The idea of liberty is and has always been peculiar to the West. What separates East and West is first of all the fact that the peoples of the East never conceived the idea of lib­erty. The imperishable glory of the ancient Greeks was that they were the first to grasp the meaning and significance of institutions war­ranting liberty. Recent historical research has traced back the origin of some of the scientific achieve­ments previously cred­ited to the Hellenes to Oriental sources. But nobody has ever contested that the idea of liberty origi­nated in the cities of an­cient Greece. The writings of Greek philosophers and historians transmitted it to the Romans and later to modern Europe and America. It became the essen­tial concern of all Western plans for the establishment of the good society. It begot the laissez-faire philosophy to which mankind owes all the unprecedented achievements of the age of capitalism.

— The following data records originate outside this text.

//! Save-file text format.
//!
//! - `notation`: short-card codes, card lists and meld groups
//! - `player_codec`: one seat's hand, capture pile and melds
//! - `save_file`: the whole document
//!
//! Nothing here touches the filesystem. Callers read and write the text.

pub mod notation;
pub mod player_codec;
pub mod save_file;

pub use notation::MeldCard;
pub use player_codec::{decode_player, decode_players, encode_player, take_from_pool, PlayerRecord};
pub use save_file::{SaveData, SeatRecord};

The purpose of all modern political and judicial institu­tions is to safeguard the individuals’ freedom against en­croachments on the part of the government. Representative government and the rule of law, the independence of courts and tribunals from interference on the part of administra­tive agencies, habeas cor­pus, judicial examination and redress of acts of the administra­tion, freedom of speech and the press, separation of state and church, and many other insti­tutions aimed at one end only: to restrain the discretion of the officeholders and to render the in­dividuals free from their arbitrariness. The age of capitalism has abolished all vestiges of slavery and serfdom. It has put an end to cruel punishments and has reduced the penalty for crimes com­mitted to the minimum indispensable for discouraging of­fenders. It has done away with torture and other objec­tionable methods of dealing with suspects and lawbreakers.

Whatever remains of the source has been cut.